Would you have thought that this person is in recovery from reading this? Probably not. Recovery is painted as the other side of the fence where the grass is finally greener or the place beyond the finish line where you stand on a podium and receive a medal for all of your hard work. This image we have in our head couldn’t be further from reality. Recovery is ugly, it is difficult, it is uncomfortable. It presents a whole new set of challenges that you never could have anticipated before embarking on this journey.
And please, don’t get me wrong. Mental illness and addiction is no walk in the park. It is a dark and lonely place. It is insidious because it doesn’t take the things that give you joy away from you, it just makes you completely disinterested in those sources of joy and even resent their existence. You suddenly look around you and find yourself in a world that you can no longer recognize and you start to forget that your life was anything more than the personal hell you are experiencing. You have withdrawn yourself from everything and everyone that you have cared for or about and you find yourself alone. This is absolutely fucking terrifying. All you are left with is your mind which feels toxic and unwell. It tells you that you are no good, unworthy of those things or people that brought you happiness. And the worst part? The worst part is you believe it.
But, despite this happening to you, there is something inside of you that makes you keep on fighting. So that’s what you do. You fight. You tell the people who have still stuck around you what has been happening. You go to therapy and find out a lot about yourself that you had been holding down. Soon, you begin to catch glimpses of the person you used to know, someone who isn’t plagued by their own mind. But, mental illness is not that simple. It won’t release you from it’s grasp even if you really want to get better and return to your life. It takes grit and determination to drag yourself back up everytime that you are pulled back down by it. This is recovery. It is doing what is uncomfortable for you because of your illness and doing it anyway because you know that on the other side is the life you have been dreaming of.

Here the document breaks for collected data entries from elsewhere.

//! Event bus — broadcast-style event dispatch with pluggable sinks.
//!
//! Producers `emit` into an mpsc channel; `flush` drains the channel into
//! every registered sink. The driver flushes once per frame boundary.

use std::sync::mpsc;

use crate::events::SimulationEvent;
use crate::sinks::EventSink;

/// Broadcast event bus for frame telemetry.
pub struct EventBus {
    sender: mpsc::Sender<SimulationEvent>,
    receiver: mpsc::Receiver<SimulationEvent>,
    sinks: Vec<Box<dyn EventSink>>,
    /// Disabled bus is a no-op.
    enabled: bool,
}

impl EventBus {
    /// Creates a new event bus with no sinks.
    pub fn new() -> Self {
        let (sender, receiver) = mpsc::channel();
        Self {
            sender,
            receiver,
            sinks: Vec::new(),
            enabled: true,
        }
    }

    /// Registers a sink to receive events.
    pub fn add_sink(&mut self, sink: Box<dyn EventSink>) {
        self.sinks.push(sink);
    }

    /// Builder-style [`add_sink`](Self::add_sink).
    pub fn with_sink(mut self, sink: Box<dyn EventSink>) -> Self {
        self.add_sink(sink);
        self
    }

    /// Enables or disables the bus. Disabled bus drops events silently.
    pub fn set_enabled(&mut self, enabled: bool) {
        self.enabled = enabled;
    }

    pub fn is_enabled(&self) -> bool {
        self.enabled
    }

    /// Emit an event. If the bus is disabled, this is a no-op.
    pub fn emit(&self, event: SimulationEvent) {
        if !self.enabled || self.sinks.is_empty() {
            return;
        }
        // The receiver lives in `self`, so sending cannot fail.
        let _ = self.sender.send(event);
    }

    /// A sender usable from other threads. Events sent through it are
    /// delivered on the next [`flush`](Self::flush), even if the bus is
    /// disabled at send time.
    pub fn sender(&self) -> mpsc::Sender<SimulationEvent> {
        self.sender.clone()
    }

    /// Dispatches all pending events to registered sinks.
    ///
    /// Returns how many events were dispatched.
    pub fn flush(&mut self) -> usize {
        let mut count = 0;
        while let Ok(event) = self.receiver.try_recv() {
            for sink in &mut self.sinks {
                sink.handle(&event);
            }
            count += 1;
        }
        count
    }

    /// Flushes, then lets every sink finalize.
    pub fn finalize(&mut self) {
        self.flush();
        for sink in &mut self.sinks {
            sink.finalize();
        }
    }

    pub fn sink_count(&self) -> usize {
        self.sinks.len()
    }
}

impl Default for EventBus {
    fn default() -> Self {
        Self::new()
    }
}
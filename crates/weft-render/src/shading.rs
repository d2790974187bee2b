//! 2D lighting approximation.
//!
//! Not a real surface normal: the cross product of two triangle edges is
//! folded into the x component of a pseudo-normal whose y component is 1.
//! The y component of the normalized pseudo-normal is the ink opacity.

use weft_types::Vec2;

/// `u.y * v.x - u.x * v.y` for `u = b - a`, `v = c - a`.
#[inline]
pub fn edge_cross(a: Vec2, b: Vec2, c: Vec2) -> f32 {
    let u = b - a;
    let v = c - a;
    u.y * v.x - u.x * v.y
}

/// Pseudo-normal `(cross * tilt, 1)`.
#[inline]
pub fn pseudo_normal(a: Vec2, b: Vec2, c: Vec2, tilt: f32) -> Vec2 {
    Vec2::new(edge_cross(a, b, c) * tilt, 1.0)
}

/// Opacity in 0..=1 from a pseudo-normal.
///
/// Zero-length or non-finite normals fall back to straight up (full ink).
#[inline]
pub fn shading(normal: Vec2) -> f32 {
    let y = normal.try_normalize().unwrap_or(Vec2::Y).y;
    if y.is_nan() {
        return 1.0;
    }
    y.clamp(0.0, 1.0)
}

/// Opacity for a triangle.
#[inline]
pub fn triangle_shading(a: Vec2, b: Vec2, c: Vec2, tilt: f32) -> f32 {
    shading(pseudo_normal(a, b, c, tilt))
}

/// Opacity for a line, using its midpoint as the third vertex.
#[inline]
pub fn line_shading(a: Vec2, b: Vec2, tilt: f32) -> f32 {
    triangle_shading(a, b, (a + b) * 0.5, tilt)
}

#[cfg(test)]
mod tests {
    use super::*;

    #[test]
    fn zero_tilt_is_full_ink() {
        let s = triangle_shading(Vec2::ZERO, Vec2::new(10.0, 0.0), Vec2::new(0.0, 10.0), 0.0);
        assert_eq!(s, 1.0);
    }

    #[test]
    fn tilt_darkens_by_area() {
        let a = Vec2::ZERO;
        let s_small = triangle_shading(a, Vec2::new(1.0, 0.0), Vec2::new(0.0, 1.0), 0.01);
        let s_big = triangle_shading(a, Vec2::new(10.0, 0.0), Vec2::new(0.0, 10.0), 0.01);
        assert!(s_big < s_small);
        assert!((s_big - std::f32::consts::FRAC_1_SQRT_2).abs() < 1e-5);
    }

    #[test]
    fn lines_are_collinear_so_full_ink() {
        assert_eq!(line_shading(Vec2::ZERO, Vec2::new(3.0, 7.0), 5.0), 1.0);
    }

    #[test]
    fn nan_falls_back() {
        assert_eq!(shading(Vec2::new(f32::NAN, 1.0)), 1.0);
    }
}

This is my story. I have been battling chronic depression, generalized anxiety, Borderline Personality Disorder, dissociation, and self harm since I was 15 years old. After 7 grueling years of trying just to survive, I can finally say I am in recovery. Not too long ago I didn’t even know you could be in recovery for mental illness. I thought that my life would be a relentless challenge, and I didn’t see any way forward. The most I could handle was surviving another day. After a stint in a psych ward, years of therapy, medication, dropping out of art school, and barely holding a minimum wage job down, I am here. I think of my future and I have hope, plans, drive, and determination. I am working at my dream job and I feel more like myself than I maybe ever have done.
However, this is not where my recovery story ends because despite the hope, the healthy coping skills I have learned, and the wonderful support network around me, I still have to consciously make healthy choices for myself. At every turn I am confronted with making a choice that feels comfortable for my mental health, or the choice that I know will be difficult but that will help me in the long run. Believe me when I say that choosing the uncomfortable option is not easy, but I like to think of these decisions as turning point moments, because I know that with every decision I can be brought closer or further away from my goal. Something as simple as drinking water can send me into a tailspin some days because even though the action of it is easy, it takes all the might that I have to choose myself rather than my illness. I have to remind myself that my illness is my enemy and I should not be catering towards it. It has taken everything away from me before and it will do it again if I do not continue fighting it.
At the beginning of this year, my boyfriend and biggest cheerleader was deployed with the US Army and I began setting myself up to reinforce my healthy habits to deal with the challenge up ahead. I started my job here at Turning Point CT, journaling everyday, going to the gym regularly, going on hikes with my dog, and regularly practicing yoga at a local studio. I began to feel in a position where I could handle this upcoming 9 months, if I was only able to keep the momentum going. Little did I know that this plan was about to be turned on its head during the COVID-19 pandemic and quarantine. Suddenly, I was bound to my bed like I had been in the midst of my mental illness. I was forced to be isolated like my mental illness had done to me. On top of all of this, my anxiety is screaming at me telling me that I can lose someone I love and care about. I was shaken to my core and experiencing real grief for those all over the world dealing with this global trauma. I felt myself slipping into my mental illness again. So I had to scramble and figure out all new ways of keeping myself on my path to recovery. I still haven’t figured it out yet, but I am trying to be gentle with myself while I do.
So I hope that you will join me in my recovery journey while I continue fighting this fight. I am going to try everyday to do something that shows myself that I am still here, showing up. Somedays the only thing I might be able to do is make my bed, or make sure I have fed myself enough food and water. Some days might be bigger and I manage to fall back on healthy coping skills rather than unhealthy ones during a panic attack. What I am saying is, that recovery is not a straight line because it requires constant effort. There will be times where it looks like I am not making progress, but even a small step forward is still a step forwards.